Objective. Periodontal disease has been associated with systemic inflammation and may be a risk factor for autoimmune diseases. This study evaluated the association between periodontal disease and the risk of incident psoriasis in a large prospective cohort study. Material and methods. Self-reported history of periodontal bone loss, from 1998–2008, was evaluated as a risk factor for incident psoriasis among 60,457 women in the Nurses' Health Study. Secondary analyses examined associations between history of tooth loss and number of natural teeth and psoriasis risk. Cox proportional hazards models were used to assess multivariate estimates, adjusting for age, cigarette smoking, body mass index, alcohol intake and physical activity. Results.

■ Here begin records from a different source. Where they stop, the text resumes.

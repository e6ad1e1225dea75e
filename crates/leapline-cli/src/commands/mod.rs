//! CLI command implementations.

pub mod check;
pub mod filter;
pub mod group;
pub mod normalize;
pub mod sample;
pub mod summary;

use std::io;

use colored::Colorize;
use leapline::{
    DataOrigin, LeapTable, Leapline, LoadResult, NormalizeOptions, ReasonPolicy, SampleRange,
    TableWriter,
};

use crate::cli::{OutputArgs, SourceArgs};

/// Load the table a data command works on: the given file, or the sample.
pub fn load_input(source: &SourceArgs) -> Result<LoadResult, Box<dyn std::error::Error>> {
    let range = SampleRange::new(source.start, source.end);
    if source.file.is_none() {
        range.validate()?;
    }

    let reason_policy = if source.strict_reasons {
        ReasonPolicy::Strict
    } else {
        ReasonPolicy::Trust
    };

    let pipeline = Leapline::new()
        .with_sample_range(range)
        .with_normalize_options(NormalizeOptions { reason_policy });

    Ok(pipeline.load_or_sample(source.file.as_deref())?)
}

/// One-line description of where a table came from, for human output.
pub fn describe_origin(origin: &DataOrigin) -> String {
    match origin {
        DataOrigin::File(meta) => format!("{} ({}, {} rows)", meta.file, meta.format, meta.row_count),
        DataOrigin::Sample { start, end } => format!("sample years {}-{}", start, end),
    }
}

/// Write a table to the output path, or stdout when none is given.
pub fn emit_table(table: &LeapTable, output: &OutputArgs) -> Result<(), Box<dyn std::error::Error>> {
    let writer = TableWriter::new(output.format);

    match &output.output {
        Some(path) => {
            writer.write_path(table, path)?;
            eprintln!(
                "{} {} rows to {}",
                "Wrote".green().bold(),
                table.len(),
                path.display().to_string().white()
            );
        }
        None => writer.write(table, io::stdout().lock())?,
    }

    Ok(())
}
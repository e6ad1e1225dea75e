//! Built-in reference dataset used when no file is supplied.

use serde::{Deserialize, Serialize};

use crate::error::{LeaplineError, Result};
use crate::leap::is_leap;
use crate::normalize::derive;
use crate::table::{LeapTable, RawTable, columns};
use crate::value::Value;

/// Default first year of the sample.
pub const DEFAULT_START: i64 = 1900;
/// Default last year of the sample (inclusive).
pub const DEFAULT_END: i64 = 2050;

/// Inclusive range of years for the sample dataset.
#[derive(Debug, Clone, Copy, PartialEq, Eq, Serialize, Deserialize)]
pub struct SampleRange {
    pub start: i64,
    pub end: i64,
}

impl SampleRange {
    pub fn new(start: i64, end: i64) -> Self {
        Self { start, end }
    }

    /// Number of years in the range.
    pub fn len(&self) -> usize {
        if self.start > self.end {
            0
        } else {
            usize::try_from(self.end.abs_diff(self.start))
                .map_or(usize::MAX, |n| n.saturating_add(1))
        }
    }

    pub fn is_empty(&self) -> bool {
        self.start > self.end
    }

    /// Reject inverted ranges.
    pub fn validate(&self) -> Result<()> {
        if self.is_empty() {
            return Err(LeaplineError::Config(format!(
                "sample start {} is after end {}",
                self.start, self.end
            )));
        }
        Ok(())
    }

    /// Generate the canonical table for this range.
    pub fn generate(&self) -> LeapTable {
        generate_sample(self.start, self.end)
    }
}

impl Default for SampleRange {
    fn default() -> Self {
        Self::new(DEFAULT_START, DEFAULT_END)
    }
}

/// Generate one canonical row per year in `[start, end]`.
///
/// An inverted range yields an empty table.
pub fn generate_sample(start: i64, end: i64) -> LeapTable {
    let headers = vec![
        columns::YEAR.to_string(),
        columns::IS_LEAP_YEAR.to_string(),
    ];
    let rows = (start..=end)
        .map(|year| vec![Value::from(year), Value::Bool(is_leap(Some(year)))])
        .collect();

    derive(&RawTable::new(headers, rows), 0)
}
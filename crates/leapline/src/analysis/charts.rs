//! Plot-ready series derived from canonical tables.
//!
//! Nothing here draws; these are the data behind the line, bar, histogram
//! and scatter views.

use indexmap::IndexMap;
use serde::{Deserialize, Serialize};

use crate::table::LeapTable;

/// One (Year, Leap_Code) point.
#[derive(Debug, Clone, Copy, PartialEq, Eq, Serialize, Deserialize)]
pub struct LeapPoint {
    pub year: i64,
    pub leap_code: u8,
}

/// Leap code over years, for line and scatter plots. Rows without a year
/// are skipped.
pub fn leap_code_series(table: &LeapTable) -> Vec<LeapPoint> {
    table
        .iter()
        .filter_map(|r| {
            r.year.map(|year| LeapPoint {
                year,
                leap_code: r.leap_code,
            })
        })
        .collect()
}

/// Row count per reason, most frequent first; ties keep label order.
pub fn reason_counts(table: &LeapTable) -> IndexMap<String, usize> {
    let mut counts: IndexMap<String, usize> = IndexMap::new();
    for record in table {
        *counts.entry(record.leap_reason.clone()).or_insert(0) += 1;
    }
    counts.sort_by(|ka, va, kb, vb| vb.cmp(va).then_with(|| ka.cmp(kb)));
    counts
}

/// Frequency of common versus leap rows.
#[derive(Debug, Clone, Copy, Default, PartialEq, Eq, Serialize, Deserialize)]
pub struct LeapHistogram {
    pub non_leap: usize,
    pub leap: usize,
}

/// Count rows by leap code.
pub fn leap_histogram(table: &LeapTable) -> LeapHistogram {
    table.iter().fold(LeapHistogram::default(), |mut h, r| {
        if r.leap_code == 1 {
            h.leap += 1;
        } else {
            h.non_leap += 1;
        }
        h
    })
}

An increased multivariate risk of psoriasis was observed for those with mild periodontal bone loss (RR = 1.35, 95% CI = 1.03–1.75) and moderate-to-severe periodontal bone loss (RR = 1.49, 95% CI = 1.08–2.05), as compared to those without periodontal bone loss, after adjusting for age, cigarette smoking, body mass index, alcohol intake, physical activity and tooth loss. Number of natural teeth and tooth loss were not associated with risk of psoriasis in this study. Conclusion. This study shows that a history of periodontal bone loss may increase risk of subsequent psoriasis. A limitation of this study is that it is based on self-reported measures.

Acknowledgements

The authors thank the participants in the Nurses' Health Study cohort and the Channing Laboratory, Department of Medicine, Brigham and Women's Hospital and Harvard Medical School, Boston, MA. They also thank the Medical Dermatology Society for the Mentorship Award, which was used to support this research.

Declaration of interest: Dr Abrar A. Qureshi has received a grant from Amgen/Pfizer to evaluate ‘Biomarkers in psoriasis and psoriatic arthritis'. He also serves as a consultant for Abbott, Centocor, Novaritis and the Centers for Disease Control and Prevention. The other authors report no conflicts of interest.